Both the Brents were on a calendar year basis. On his 1970 tax return, which was apparently timely filed on April 15, 1971, while both suits were still pending, Dr. Brent reported net income from his medical practice of $75,207.51 and investment income of $1,348.87. He excluded one-half of the total income as being owned by his wife. However, the only money he delivered to her was $4,800 as alimony pendente lite. Mrs. Brent did not have access to her husband’s financial records and did not receive a copy of his 1970 tax return. In 1972, she filed a separate 1970 tax return that did not include any of the community income.
The Commissioner determined that Dr. Brent’s income for 1970 was community property under Louisiana law and that Mrs. Brent was taxable on one-half of it. He assessed a penalty for failure to file a timely return under 26 U.S.C. § 6651(a). The Tax Court held that, under Louisiana law, the divorce decree terminated Mrs. Brent’s ownership rights in her husband’s income retroactively to March 26, 1970, when the second petition for divorce was filed, and she was, therefore, not taxable on any part of the income thereafter earned by Dr. Brent. It found a tax deficiency based on
her one-half share of the income earned prior to March 26, 1970. The Commissioner appeals from that part of the decision holding that Dr. Brent’s income from March 26, 1970, to December 31, 1970, was not community income.
II.
Judge Wisdom’s scholarly opinion in
Bagur
v.
Commissioner,
603 F.2d 491 (5th Cir. 1979) , explains the fundamental concepts of the Louisiana community property system as it was applied during the period from Louisiana’s adoption of its first civil code in 1803
until 1979, when Louisiana adopted the Matrimonial Regimes Law, La.Civ.Code Ann. arts. 2325-2376 (West 1971 & Supp. 1980) . The wife had a present, vested, undivided one-half ownership of the property acquired during the marriage, including her husband’s earnings.

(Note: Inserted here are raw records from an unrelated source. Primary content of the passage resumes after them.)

// SPDX-FileCopyrightText: 2026 Bruno Meilick
// SPDX-License-Identifier: LicenseRef-Scopedeck-FreeUse-NoCopy-NoDerivatives
//
// All rights reserved.
//
// This file is part of Scopedeck and is proprietary software.
// Unauthorized copying, modification, or distribution is prohibited.

//! The resolution engine boundary.
//!
//! [`Resolver`] is implemented outside this crate (the demo resolver aside).
//! Children and tool lookups may be slow, so [`ResolverHandle`] runs them on
//! the blocking pool and hands completions back through a channel that the UI
//! loop drains. Environment queries on an already resolved context are cheap
//! and stay synchronous.

use std::collections::BTreeMap;
use std::fmt;
use std::path::{Path, PathBuf};
use std::sync::Arc;

use tokio::runtime::Handle;
use tokio::sync::mpsc;

use crate::environ::{Provenance, ResolvedEnvironment};
use crate::model::{ResolvedContext, Scope, SuiteTool, WorkerId};

#[derive(Debug, Clone, PartialEq, Eq)]
pub enum ResolveError {
    Failed(String),
    /// The worker running the request died before answering.
    Aborted(String),
}

impl fmt::Display for ResolveError {
    fn fmt(&self, f: &mut fmt::Formatter<'_>) -> fmt::Result {
        match self {
            Self::Failed(reason) => write!(f, "resolve failed: {reason}"),
            Self::Aborted(reason) => write!(f, "resolve task aborted: {reason}"),
        }
    }
}

impl std::error::Error for ResolveError {}

pub trait Resolver: Send + Sync {
    /// Children of `scope`, created with `scope` as their upstream.
    fn resolve_children(&self, scope: &Arc<Scope>) -> Result<Vec<Arc<Scope>>, ResolveError>;

    fn resolve_tools(&self, scope: &Arc<Scope>) -> Result<Vec<SuiteTool>, ResolveError>;

    fn resolve_environment(
        &self,
        context: &ResolvedContext,
    ) -> Result<ResolvedEnvironment, ResolveError>;

    /// Per-variable contributions, in the order the scopes applied them.
    fn inspect_context(&self, context: &ResolvedContext) -> Result<Provenance, ResolveError>;

    fn get_local_overrides(
        &self,
        work_dir: &Path,
    ) -> Result<BTreeMap<String, String>, ResolveError>;

    fn work_dir(&self, scope: &Arc<Scope>) -> Option<PathBuf>;
}

/// Generation of the current scope. Completions carrying an older token are stale.
#[derive(Debug, Clone, Copy, PartialEq, Eq, PartialOrd, Ord, Hash, Default)]
pub struct ScopeToken(u64);

impl ScopeToken {
    pub fn next(self) -> Self {
        Self(self.0.wrapping_add(1))
    }

    pub fn get(self) -> u64 {
        self.0
    }
}

impl fmt::Display for ScopeToken {
    fn fmt(&self, f: &mut fmt::Formatter<'_>) -> fmt::Result {
        write!(f, "{}", self.0)
    }
}

#[derive(Debug, Clone, PartialEq)]
pub struct ResolvedTools {
    pub tools: Vec<SuiteTool>,
    pub work_dir: Option<PathBuf>,
    pub overrides: BTreeMap<String, String>,
}

#[derive(Debug)]
pub enum Completion {
    Children {
        token: ScopeToken,
        worker: WorkerId,
        scope: Arc<Scope>,
        result: Result<Vec<Arc<Scope>>, ResolveError>,
    },
    Tools {
        token: ScopeToken,
        worker: WorkerId,
        scope: Arc<Scope>,
        result: Result<ResolvedTools, ResolveError>,
    },
}

impl Completion {
    pub fn token(&self) -> ScopeToken {
        match self {
            Self::Children { token, .. } | Self::Tools { token, .. } => *token,
        }
    }

    pub fn worker(&self) -> &WorkerId {
        match self {
            Self::Children { worker, .. } | Self::Tools { worker, .. } => worker,
        }
    }
}

fn resolve_tools_for(resolver: &dyn Resolver, scope: &Arc<Scope>) -> Result<ResolvedTools, ResolveError> {
    let tools = resolver.resolve_tools(scope)?;
    let work_dir = resolver.work_dir(scope);
    let overrides = match &work_dir {
        Some(dir) => resolver.get_local_overrides(dir)?,
        None => BTreeMap::new(),
    };
    Ok(ResolvedTools {
        tools,
        work_dir,
        overrides,
    })
}

#[derive(Debug, Clone)]
enum Mode {
    Runtime(Handle),
    /// Requests resolve on the calling thread; completions still queue.
    Inline,
}

pub struct ResolverHandle {
    resolver: Arc<dyn Resolver>,
    mode: Mode,
    tx: mpsc::UnboundedSender<Completion>,
    rx: mpsc::UnboundedReceiver<Completion>,
}

impl fmt::Debug for ResolverHandle {
    fn fmt(&self, f: &mut fmt::Formatter<'_>) -> fmt::Result {
        f.debug_struct("ResolverHandle").field("mode", &self.mode).finish_non_exhaustive()
    }
}

impl ResolverHandle {
    pub fn spawning(resolver: Arc<dyn Resolver>, runtime: Handle) -> Self {
        Self::with_mode(resolver, Mode::Runtime(runtime))
    }

    pub fn inline(resolver: Arc<dyn Resolver>) -> Self {
        Self::with_mode(resolver, Mode::Inline)
    }

    fn with_mode(resolver: Arc<dyn Resolver>, mode: Mode) -> Self {
        let (tx, rx) = mpsc::unbounded_channel();
        Self {
            resolver,
            mode,
            tx,
            rx,
        }
    }

    pub fn resolver(&self) -> &dyn Resolver {
        self.resolver.as_ref()
    }

    pub fn request_children(&self, token: ScopeToken, worker: WorkerId, scope: Arc<Scope>) {
        self.run(
            move |resolver: &dyn Resolver, scope: &Arc<Scope>| resolver.resolve_children(scope),
            scope,
            move |scope, result| Completion::Children {
                token,
                worker,
                scope,
                result,
            },
        );
    }

    pub fn request_tools(&self, token: ScopeToken, worker: WorkerId, scope: Arc<Scope>) {
        self.run(resolve_tools_for, scope, move |scope, result| Completion::Tools {
            token,
            worker,
            scope,
            result,
        });
    }

    fn run<T, W, C>(&self, work: W, scope: Arc<Scope>, complete: C)
    where
        T: Send + 'static,
        W: FnOnce(&dyn Resolver, &Arc<Scope>) -> Result<T, ResolveError> + Send + 'static,
        C: FnOnce(Arc<Scope>, Result<T, ResolveError>) -> Completion + Send + 'static,
    {
        let resolver = Arc::clone(&self.resolver);
        let tx = self.tx.clone();
        match &self.mode {
            Mode::Inline => {
                let result = work(resolver.as_ref(), &scope);
                let _ = tx.send(complete(scope, result));
            }
            Mode::Runtime(runtime) => {
                runtime.spawn(async move {
                    let worker_scope = Arc::clone(&scope);
                    let result = tokio::task::spawn_blocking(move || {
                        work(resolver.as_ref(), &worker_scope)
                    })
                    .await
                    .unwrap_or_else(|err| Err(ResolveError::Aborted(err.to_string())));
                    // The receiver only goes away at shutdown.
                    let _ = tx.send(complete(scope, result));
                });
            }
        }
    }

    /// Completions that arrived since the last call, oldest first.
    pub fn drain(&mut self) -> Vec<Completion> {
        let mut out = Vec::new();
        while let Ok(completion) = self.rx.try_recv() {
            out.push(completion);
        }
        out
    }

    /// Waits for the next completion. Used by hosts without their own loop.
    pub async fn recv(&mut self) -> Option<Completion> {
        self.rx.recv().await
    }
}
// SPDX-FileCopyrightText: 2026 Bruno Meilick
// SPDX-License-Identifier: LicenseRef-Scopedeck-FreeUse-NoCopy-NoDerivatives
//
// All rights reserved.
//
// This file is part of Scopedeck and is proprietary software.
// Unauthorized copying, modification, or distribution is prohibited.

//! A small in-memory studio used to drive the terminal front-end without a
//! real resolution engine.
//!
//! Contexts carry the list of scopes they were resolved through in their
//! JSON payload; the environment is rebuilt from that list on demand.

use std::collections::BTreeMap;
use std::path::{Path, PathBuf};
use std::sync::Arc;

use serde_json::{json, Value};

use crate::environ::{Contribution, EnvValue, Provenance, ResolvedEnvironment};
use crate::model::{
    AssetScope, ProjectScope, ResolvedContext, Scope, ScopeKind, ScopeName, ScopePath,
    ScopeVariant, SuiteTool, ToolMetadata, ToolVariant,
};
use crate::resolver::{ResolveError, Resolver};

const STUDIO: &str = "studio";

struct DemoProject {
    name: &'static str,
    roles: &'static [&'static str],
    active: bool,
    tasks: &'static [&'static str],
    assets: &'static [DemoAsset],
}

struct DemoAsset {
    name: &'static str,
    parent: Option<&'static str>,
    silo: bool,
    hidden: bool,
    tasks: &'static [&'static str],
}

const fn asset(
    name: &'static str,
    parent: Option<&'static str>,
    tasks: &'static [&'static str],
) -> DemoAsset {
    DemoAsset {
        name,
        parent,
        silo: false,
        hidden: false,
        tasks,
    }
}

const fn silo(name: &'static str) -> DemoAsset {
    DemoAsset {
        name,
        parent: None,
        silo: true,
        hidden: false,
        tasks: &[],
    }
}

const PROJECTS: &[DemoProject] = &[
    DemoProject {
        name: "sintel",
        roles: &[],
        active: true,
        tasks: &["model", "rig", "lookdev", "comp"],
        assets: &[
            silo("chars"),
            asset("sintel", Some("chars"), &["model", "rig", "lookdev"]),
            asset("scales", Some("chars"), &["model", "rig"]),
            silo("props"),
            asset("staff", Some("props"), &["model", "lookdev"]),
            asset("pouch", Some("props"), &["model"]),
            silo("shots"),
            asset("sh010", Some("shots"), &["comp"]),
            asset("sh020", Some("shots"), &["comp"]),
            DemoAsset {
                name: "sh030",
                parent: Some("shots"),
                silo: false,
                hidden: true,
                tasks: &["comp"],
            },
        ],
    },
    DemoProject {
        name: "spring",
        roles: &["member"],
        active: true,
        tasks: &["model", "anim", "fx"],
        assets: &[
            silo("env"),
            asset("forest", Some("env"), &["model", "fx"]),
            asset("cave", Some("env"), &["model"]),
            asset("spring", None, &["model", "anim"]),
        ],
    },
    DemoProject {
        name: "agent327",
        roles: &["admin"],
        active: true,
        tasks: &["anim"],
        assets: &[asset("hendrik", None, &["anim"])],
    },
    DemoProject {
        name: "caminandes",
        roles: &[],
        active: false,
        tasks: &["model"],
        assets: &[asset("koro", None, &["model"])],
    },
];

const PROFILES: &[&str] = &["generalist", "lighting", "pipeline"];

/// `(name, label, version)` of the tools offered in every workspace.
const TOOLS: &[(&str, &str, &str)] = &[
    ("blender", "Blender", "4.2"),
    ("houdini", "Houdini", "20.5"),
    ("nuke", "Nuke", "15.1"),
    ("python", "Python Shell", "3.11"),
];

/// Resolves the built-in studio. Work directories live under `work_root`.
#[derive(Debug, Clone)]
pub struct DemoResolver {
    work_root: PathBuf,
}

impl Default for DemoResolver {
    fn default() -> Self {
        Self::new(std::env::temp_dir().join("scopedeck-demo"))
    }
}

fn failed(err: impl ToString) -> ResolveError {
    ResolveError::Failed(err.to_string())
}

fn scope_name(value: &str) -> Result<ScopeName, ResolveError> {
    ScopeName::new(value).map_err(failed)
}

fn owned(values: &[&str]) -> Vec<String> {
    values.iter().map(|value| (*value).to_owned()).collect()
}

impl DemoResolver {
    pub fn new(work_root: impl Into<PathBuf>) -> Self {
        Self {
            work_root: work_root.into(),
        }
    }

    pub fn work_root(&self) -> &Path {
        &self.work_root
    }

    /// Walks each backend down its first branch, ending on the first task
    /// when the branch offers one, and resolves tools and the first tool's
    /// environment there. One summary line per backend.
    pub fn check<S: AsRef<str>>(&self, backends: &[S]) -> Result<Vec<String>, ResolveError> {
        let mut lines = Vec::with_capacity(backends.len());
        for backend in backends.iter().map(AsRef::as_ref) {
            let mut scope = Scope::entrance(scope_name(backend)?, backend);
            let mut visited = 1;
            while let Some(child) = self.resolve_children(&scope)?.into_iter().next() {
                scope = child;
                visited += 1;
            }
            if let Some(task) = scope.tasks().first() {
                scope = Scope::child(&scope, scope_name(task)?, ScopeKind::Task).map_err(failed)?;
                visited += 1;
            }

            let tools = self.resolve_tools(&scope)?;
            let variables = match tools.first() {
                Some(tool) => self.resolve_environment(&tool.context)?.len(),
                None => 0,
            };
            lines.push(format!(
                "{backend}: {} ({visited} scopes, {} tools, {variables} variables)",
                scope.display_path(),
                tools.len()
            ));
        }
        Ok(lines)
    }

    fn backend_of(path: &ScopePath) -> Option<&str> {
        match path.root().kind() {
            ScopeKind::Entrance(entrance) => Some(entrance.backend.as_str()),
            _ => None,
        }
    }

    fn project(name: &str) -> Option<&'static DemoProject> {
        PROJECTS.iter().find(|project| project.name == name)
    }

    fn children_of(&self, scope: &Arc<Scope>) -> Result<Vec<Arc<Scope>>, ResolveError> {
        let path = ScopePath::of(scope);
        let backend = Self::backend_of(&path).unwrap_or_default();
        let kinds: Vec<(&str, ScopeKind)> = match (backend, scope.kind()) {
            ("profiles", ScopeKind::Entrance(_)) => PROFILES
                .iter()
                .map(|profile| {
                    let kind = ScopeKind::Project(ProjectScope {
                        is_active: true,
                        ..ProjectScope::default()
                    });
                    (*profile, kind)
                })
                .collect(),
            (_, ScopeKind::Entrance(_)) => PROJECTS
                .iter()
                .map(|project| {
                    let kind = ScopeKind::Project(ProjectScope {
                        roles: owned(project.roles),
                        is_active: project.active,
                        tasks: owned(project.tasks),
                    });
                    (project.name, kind)
                })
                .collect(),
            ("profiles", ScopeKind::Project(_)) => Vec::new(),
            (_, ScopeKind::Project(_)) => {
                let project = Self::project(scope.name().as_str()).ok_or_else(|| {
                    failed(format!("unknown project {:?}", scope.name().as_str()))
                })?;
                project
                    .assets
                    .iter()
                    .map(|asset| {
                        let kind = ScopeKind::Asset(AssetScope {
                            visual_parent: asset.parent.map(scope_name).transpose()?,
                            is_hidden: asset.hidden,
                            is_silo: asset.silo,
                            tasks: owned(asset.tasks),
                        });
                        Ok((asset.name, kind))
                    })
                    .collect::<Result<_, ResolveError>>()?
            }
            (_, ScopeKind::Asset(_) | ScopeKind::Task) => Vec::new(),
        };

        kinds
            .into_iter()
            .map(|(name, kind)| Scope::child(scope, scope_name(name)?, kind).map_err(failed))
            .collect()
    }

    /// Names of the scopes a workspace resolves through, outermost first.
    fn layers(path: &ScopePath) -> Vec<String> {
        let mut layers = vec![STUDIO.to_owned()];
        layers.extend(
            path.iter()
                .filter(|scope| scope.variant() != ScopeVariant::Entrance)
                .map(|scope| scope.name().to_string()),
        );
        layers
    }

    fn tool_for(layers: &[String], (name, label, version): (&str, &str, &str)) -> SuiteTool {
        let ctx_name = layers[1..].join(".");
        let packages = [
            format!("{name}-{version}"),
            format!("{}-tools-1.0", layers.last().map_or(STUDIO, String::as_str)),
        ];
        SuiteTool {
            name: name.to_owned(),
            ctx_name: ctx_name.clone(),
            context: Arc::new(ResolvedContext::new(
                ctx_name.clone(),
                json!({
                    "name": ctx_name,
                    "layers": layers,
                    "tool": name,
                    "packages": packages,
                    "implicits": ["platform-linux", "arch-x86_64"],
                }),
            )),
            metadata: ToolMetadata {
                label: label.to_owned(),
                icon: Some("{root}/resources/icon_{w}x{h}.png".to_owned()),
            },
            variant: ToolVariant {
                package: name.to_owned(),
                version: version.to_owned(),
                root: format!("/opt/packages/{name}/{version}"),
            },
        }
    }

    fn layers_of(context: &ResolvedContext) -> Result<Vec<String>, ResolveError> {
        context
            .data()
            .get("layers")
            .and_then(Value::as_array)
            .map(|layers| {
                layers
                    .iter()
                    .filter_map(Value::as_str)
                    .map(str::to_owned)
                    .collect()
            })
            .ok_or_else(|| failed(format!("context {:?} has no layers", context.name())))
    }

    /// Every contribution a context's layers make, in application order.
    fn contributions(
        context: &ResolvedContext,
    ) -> Result<Vec<(String, Contribution)>, ResolveError> {
        let layers = Self::layers_of(context)?;
        let tool = context.data().get("tool").and_then(Value::as_str).unwrap_or("shell");
        let mut out = Vec::new();
        let mut path = String::new();
        for layer in &layers {
            let bin = format!("/opt/{layer}/bin");
            path = if path.is_empty() { bin } else { format!("{bin}:{path}") };
            out.push((
                "PATH".to_owned(),
                Contribution {
                    scope: layer.as_str().into(),
                    value: path.clone(),
                },
            ));
        }
        let mut push = |key: &str, layer: &str, value: String| {
            out.push((
                key.to_owned(),
                Contribution {
                    scope: layer.into(),
                    value,
                },
            ));
        };
        push("STUDIO", STUDIO, "Blender Studio".to_owned());
        push("EDITOR", STUDIO, "vim".to_owned());
        push("OCIO", STUDIO, "/opt/studio/ocio/config.ocio".to_owned());
        if let Some(project) = layers.get(1) {
            push("PROJECT", project, project.clone());
            push("OCIO", project, format!("/proj/{project}/color/config.ocio"));
        }
        if let Some(asset) = layers.get(2) {
            push("ASSET", asset, asset.clone());
        }
        if let Some(task) = layers.get(3) {
            push("TASK", task, task.clone());
        }
        push("SCOPEDECK_TOOL", tool, tool.to_owned());
        Ok(out)
    }
}

impl Resolver for DemoResolver {
    fn resolve_children(&self, scope: &Arc<Scope>) -> Result<Vec<Arc<Scope>>, ResolveError> {
        self.children_of(scope)
    }

    fn resolve_tools(&self, scope: &Arc<Scope>) -> Result<Vec<SuiteTool>, ResolveError> {
        let path = ScopePath::of(scope);
        let layers = Self::layers(&path);
        Ok(TOOLS.iter().map(|tool| Self::tool_for(&layers, *tool)).collect())
    }

    fn resolve_environment(
        &self,
        context: &ResolvedContext,
    ) -> Result<ResolvedEnvironment, ResolveError> {
        let mut env = ResolvedEnvironment::new();
        for (key, contribution) in Self::contributions(context)? {
            env.insert(key, EnvValue::new(contribution.value, contribution.scope));
        }
        Ok(env)
    }

    fn inspect_context(&self, context: &ResolvedContext) -> Result<Provenance, ResolveError> {
        let mut provenance = Provenance::new();
        for (key, contribution) in Self::contributions(context)? {
            provenance.entry(key).or_default().push(contribution);
        }
        Ok(provenance)
    }

    fn get_local_overrides(
        &self,
        work_dir: &Path,
    ) -> Result<BTreeMap<String, String>, ResolveError> {
        let mut overrides = BTreeMap::new();
        overrides.insert("SCOPEDECK_WORK_DIR".to_owned(), work_dir.display().to_string());
        if work_dir.ends_with("comp") {
            overrides.insert("NUKE_PATH".to_owned(), work_dir.join("gizmos").display().to_string());
        }
        Ok(overrides)
    }

    fn work_dir(&self, scope: &Arc<Scope>) -> Option<PathBuf> {
        let path = ScopePath::of(scope);
        if path.len() < 2 {
            return None;
        }
        let mut dir = self.work_root.clone();
        for scope in path.iter() {
            dir.push(scope.name().as_str());
        }
        Some(dir)
    }
}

It has been difficult, however, for Congress and the IRS to fit the civilian property system into a tax structure based essentially on common law principles of property and special tax principles based on control not formal title.
Bagur,
603 F.2d at 494. Therefore, Louisiana’s courts began to explain the community property system in terms that permitted division of income for tax purposes.
See Phillips v. Phillips,
160 La. 813, 107 So. 584 (1926),
discussed in Bagur,
603 F.2d at 494 n.3.
When married taxpayers were permitted by the Revenue Act of 1948, 62 Stat. 110, 114, to file a joint return, treating the income of each spouse as if it were earned one-half by each, Louisiana residents and other married persons in states with similar community property laws ceased to enjoy the tax advantage that had previously resulted from Louisiana’s community property recognition of each spouse’s interest in community earnings of the other spouse as “vested ... the moment it is acquired,”
Phillips v. Phillips,
160 La. 813, 825, 107 So. 584, 588 (1926). However, the state’s property system was not altered, either by judicial decision,
or, until 1979, by statute. Thus, in
Bagur,
we held two wives each presumptively taxable on one-half of her husband’s earnings while they were living separate although neither wife had any knowledge of or benefit from her husband’s earnings.
Unlike the wives in
Bagur,
Mrs. Brent was divorced from her husband before the tax deficiency was assessed. Article 155 of the Louisiana Civil Code, which for present purposes was substantially the same in 1970 and 1971 as it is today, makes a judgment of divorce “retroactive to the date on which the petition for same was filed.”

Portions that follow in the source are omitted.